Akademik Veri Yönetim Sistemi
Biochemical Medicine and Metabolic Biology, cilt.44, sa.2, ss.142-150, 1990 (SCI-Expanded)
Cytosolic glutathione S-transferases were purified from human jejunal mucosa by affinity chromatography on S-hexylglutathione-Sepharose 4B. Chromatofocusing in the pH range 7-4 yielded peaks with apparent pI's of 7.2 (peak 1), 5.2 (peak 2), and 4.4 (peak 3). Each enzymatic fraction was shown to have a homodimeric structure, with subunit mass of 24.9 ± 0.5 (P1), 27.9 ± 0.9 (P2), and 23.4 ± 0.8 (P3) kDa, as determined by SDS-PAGE. The substrate specificity of each peak was tested using discriminating substrates for basic, near-neutral, and acidic GSTs.
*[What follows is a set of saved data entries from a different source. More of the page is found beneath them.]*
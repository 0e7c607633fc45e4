use std::fmt;
use std::time::{Duration, Instant};

use crate::connection::Connection;
use crate::dialect::Dialect;
use crate::error::{Error, Result};
use crate::settings::Settings;
use crate::value::{Id, Row, Value};

/// Receives failures the engine raises, before they are propagated.
pub trait ErrorSink: Send + Sync {
    fn log_error(&self, context: &str, message: &str);
}

/// Default sink: emits a `tracing` error event.
#[derive(Debug, Default, Clone, Copy)]
pub struct TracingSink;

impl ErrorSink for TracingSink {
    fn log_error(&self, context: &str, message: &str) {
        tracing::error!(context = %context, detail = %message, "pivotal operation failed");
    }
}

static TRACING_SINK: TracingSink = TracingSink;

#[cfg(feature = "metrics")]
fn record_query_metrics(operation: &'static str, elapsed: Duration) {
    let elapsed_ms = elapsed.as_secs_f64() * 1000.0;
    let labels = [("operation", operation)];
    metrics::histogram!("pivotal.query.duration_ms", &labels).record(elapsed_ms);
    metrics::counter!("pivotal.query.count", &labels).increment(1);
}

#[cfg(not(feature = "metrics"))]
fn record_query_metrics(_operation: &'static str, _elapsed: Duration) {}

const SQL_ERROR: &str = "SQL execution error";

/// Everything an engine operation needs: one connection, an error sink and settings.
///
/// The executor logs every statement at `debug`, records query metrics when the
/// `metrics` feature is on, and turns driver failures into
/// [`Error::DataAccess`]. Operations report failures to the sink once, with
/// their own context, through [`Executor::failed`].
pub struct Executor<'e> {
    conn: &'e mut dyn Connection,
    sink: &'e dyn ErrorSink,
    settings: Settings,
}

impl fmt::Debug for Executor<'_> {
    fn fmt(&self, f: &mut fmt::Formatter<'_>) -> fmt::Result {
        f.debug_struct("Executor")
            .field("dialect", &self.conn.dialect())
            .field("settings", &self.settings)
            .finish_non_exhaustive()
    }
}

impl<'e> Executor<'e> {
    pub fn new(conn: &'e mut dyn Connection) -> Self {
        Self {
            conn,
            sink: &TRACING_SINK,
            settings: Settings::default(),
        }
    }

    pub fn with_sink(mut self, sink: &'e dyn ErrorSink) -> Self {
        self.sink = sink;
        self
    }

    pub fn with_settings(mut self, settings: Settings) -> Self {
        self.settings = settings;
        self
    }

    pub fn dialect(&self) -> Dialect {
        self.conn.dialect()
    }

    pub fn settings(&self) -> &Settings {
        &self.settings
    }

    /// Sends an error to the sink.
    pub fn report(&self, context: &str, err: &Error) {
        self.sink.log_error(context, &err.to_string());
    }

    /// Puts `context` on a data-access error, reports it and hands it back.
    pub fn failed(&self, context: impl Into<String>, err: Error) -> Error {
        let context = context.into();
        let err = err.with_context(context.clone());
        self.report(&context, &err);
        err
    }

    fn fail(&self, operation: &'static str, sql: &str, err: sqlx::Error) -> Error {
        let err = Error::data_access(SQL_ERROR, err);
        tracing::debug!(operation, sql = %sql, error = %err, "pivotal statement failed");
        err
    }

    fn trace(operation: &'static str, sql: &str, params: &[Value], elapsed: Duration) {
        record_query_metrics(operation, elapsed);
        tracing::debug!(
            operation,
            sql = %sql,
            params = params.len(),
            elapsed_ms = elapsed.as_secs_f64() * 1000.0,
            "pivotal statement"
        );
    }

    pub async fn execute(&mut self, sql: &str, params: &[Value]) -> Result<u64> {
        let started = Instant::now();
        let result = self.conn.execute(sql, params).await;
        Self::trace("execute", sql, params, started.elapsed());
        result.map_err(|e| self.fail("execute", sql, e))
    }

    pub async fn fetch_all(&mut self, sql: &str, params: &[Value]) -> Result<Vec<Row>> {
        let started = Instant::now();
        let result = self.conn.fetch_all(sql, params).await;
        Self::trace("select", sql, params, started.elapsed());
        result.map_err(|e| self.fail("select", sql, e))
    }

    pub async fn insert(&mut self, sql: &str, params: &[Value]) -> Result<Option<Id>> {
        let started = Instant::now();
        let result = self.conn.insert(sql, params).await;
        Self::trace("insert", sql, params, started.elapsed());
        result.map_err(|e| self.fail("insert", sql, e))
    }

    pub async fn begin(&mut self) -> Result<()> {
        tracing::debug!(operation = "begin", "pivotal transaction");
        let result = self.conn.begin().await;
        result.map_err(|e| self.fail("begin", "BEGIN", e))
    }

    pub async fn commit(&mut self) -> Result<()> {
        tracing::debug!(operation = "commit", "pivotal transaction");
        let result = self.conn.commit().await;
        result.map_err(|e| self.fail("commit", "COMMIT", e))
    }

    /// Rolls back; a failed rollback is reported but not returned.
    pub async fn rollback(&mut self) {
        tracing::debug!(operation = "rollback", "pivotal transaction");
        if let Err(e) = self.conn.rollback().await {
            let err = self.fail("rollback", "ROLLBACK", e);
            self.report("rollback", &err);
        }
    }
}
//! Hand-written entities shared by the unit tests.

use crate::entity::Entity;
use crate::error::Result;
use crate::executor::Executor;
use crate::metadata::{Field, Filters, Relation, Validators};
use crate::record::Record;
use crate::test_utils::apply_schema;
use crate::value::Value;

pub const SCHEMA: &str = "
    CREATE TABLE authors (id INTEGER PRIMARY KEY, name TEXT);
    CREATE TABLE articles (
        id INTEGER PRIMARY KEY,
        title TEXT NOT NULL UNIQUE,
        body TEXT,
        views INTEGER,
        rating REAL,
        published BOOLEAN,
        author_id INTEGER
    );
    CREATE TABLE comments (id INTEGER PRIMARY KEY, body TEXT);
    CREATE TABLE tags (id INTEGER PRIMARY KEY, label TEXT);
    CREATE TABLE articles_comments (article_id INTEGER NOT NULL, comment_id INTEGER NOT NULL);
    CREATE TABLE articles_tags (
        article_id INTEGER NOT NULL,
        tag_id INTEGER NOT NULL,
        UNIQUE (article_id, tag_id)
    )
";

pub async fn install(ex: &mut Executor<'_>) -> Result<()> {
    apply_schema(ex, SCHEMA).await
}

/// Article 1 by author 1, tagged 1..=3, with comments 10 and 11 (comment 12 is unlinked).
pub async fn seed_linked_article(ex: &mut Executor<'_>) -> Result<()> {
    apply_schema(
        ex,
        "
        INSERT INTO authors (id, name) VALUES (1, 'Ada');
        INSERT INTO articles (id, title, views, author_id) VALUES (1, 'Linked', 3, 1);
        INSERT INTO tags (id, label) VALUES (1, 'a'), (2, 'b'), (3, 'c');
        INSERT INTO comments (id, body) VALUES (10, 'x'), (11, 'y'), (12, 'z');
        INSERT INTO articles_tags (article_id, tag_id) VALUES (1, 1), (1, 2), (1, 3);
        INSERT INTO articles_comments (article_id, comment_id) VALUES (1, 10), (1, 11)
        ",
    )
    .await
}

#[derive(Debug)]
pub struct Article {
    record: Record<Article>,
}

impl Entity for Article {
    const NAME: &'static str = "Article";

    fn fields() -> Vec<Field> {
        ["title", "body", "views", "rating", "published", "author_id"]
            .into_iter()
            .map(Field::new)
            .collect()
    }

    fn relations() -> Vec<Relation> {
        vec![
            Relation::one_to_many::<Comment>(),
            Relation::many_to_many::<Tag>(),
            Relation::one_to_one::<Author>().parent_column("author_id"),
        ]
    }

    fn validators() -> Validators {
        Validators::new()
            .sanitize("title", |v| {
                if let Value::Text(s) = v {
                    *s = s.trim().to_owned();
                }
            })
            .check("title", |v| !v.is_empty())
    }

    fn record(&self) -> &Record<Self> {
        &self.record
    }

    fn record_mut(&mut self) -> &mut Record<Self> {
        &mut self.record
    }

    fn from_record(record: Record<Self>) -> Self {
        Self { record }
    }
}

impl Article {
    pub fn title(&self) -> Option<String> {
        self.record.get_as("title")
    }

    pub fn set_title(&mut self, title: &str) -> bool {
        self.record.set("title", title)
    }

    pub fn tags(&self) -> &crate::LazyAssociation {
        self.record.many("tags")
    }

    pub fn tags_mut(&mut self) -> &mut crate::LazyAssociation {
        self.record.many_mut("tags")
    }

    pub fn comments(&self) -> &crate::LazyAssociation {
        self.record.many("comments")
    }

    pub fn author(&self) -> Option<&Author> {
        self.record.related("author")
    }
}

#[derive(Debug)]
pub struct Comment {
    record: Record<Comment>,
}

impl Entity for Comment {
    const NAME: &'static str = "Comment";

    fn fields() -> Vec<Field> {
        vec![Field::new("body")]
    }

    fn record(&self) -> &Record<Self> {
        &self.record
    }

    fn record_mut(&mut self) -> &mut Record<Self> {
        &mut self.record
    }

    fn from_record(record: Record<Self>) -> Self {
        Self { record }
    }
}

#[derive(Debug)]
pub struct Tag {
    record: Record<Tag>,
}

impl Entity for Tag {
    const NAME: &'static str = "Tag";

    fn fields() -> Vec<Field> {
        vec![Field::new("label")]
    }

    fn filters() -> Filters {
        Filters::new().filter("label", |v| match v {
            Value::Text(s) => Value::Text(s.to_lowercase()),
            other => other,
        })
    }

    fn record(&self) -> &Record<Self> {
        &self.record
    }

    fn record_mut(&mut self) -> &mut Record<Self> {
        &mut self.record
    }

    fn from_record(record: Record<Self>) -> Self {
        Self { record }
    }
}

impl Tag {
    pub fn label(&self) -> Option<String> {
        self.record.get_as("label")
    }
}

#[derive(Debug)]
pub struct Author {
    record: Record<Author>,
}

impl Entity for Author {
    const NAME: &'static str = "Author";

    fn fields() -> Vec<Field> {
        vec![Field::new("name")]
    }

    fn record(&self) -> &Record<Self> {
        &self.record
    }

    fn record_mut(&mut self) -> &mut Record<Self> {
        &mut self.record
    }

    fn from_record(record: Record<Self>) -> Self {
        Self { record }
    }
}

impl Author {
    pub fn name(&self) -> Option<String> {
        self.record.get_as("name")
    }
}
With cumene hydroperoxide, the diagnostic substrate for the α (basic) class of GSTs, P1 showed 8- to 36-fold higher activity than P2 and P3. Ethacrynic acid, the selective substrate for the acidic enzyme (π), gave highest activity with P3. The inhibitory potentials of sulfobromophthalein, cibacron blue, tributyltin acetate, triphenyltin chloride, and bromphenol blue were also tested. A qualitative resemblance between P1 and α, and P3 and π GSTs was noted. The substrate specificity and inhibition parameters of P2 corresponded most closely to those of μ-GST. The relative abundances of P1, P2, and P3 (based on CDNB-conjugating activity) were 35, 5, and 60%, respectively. © 1990.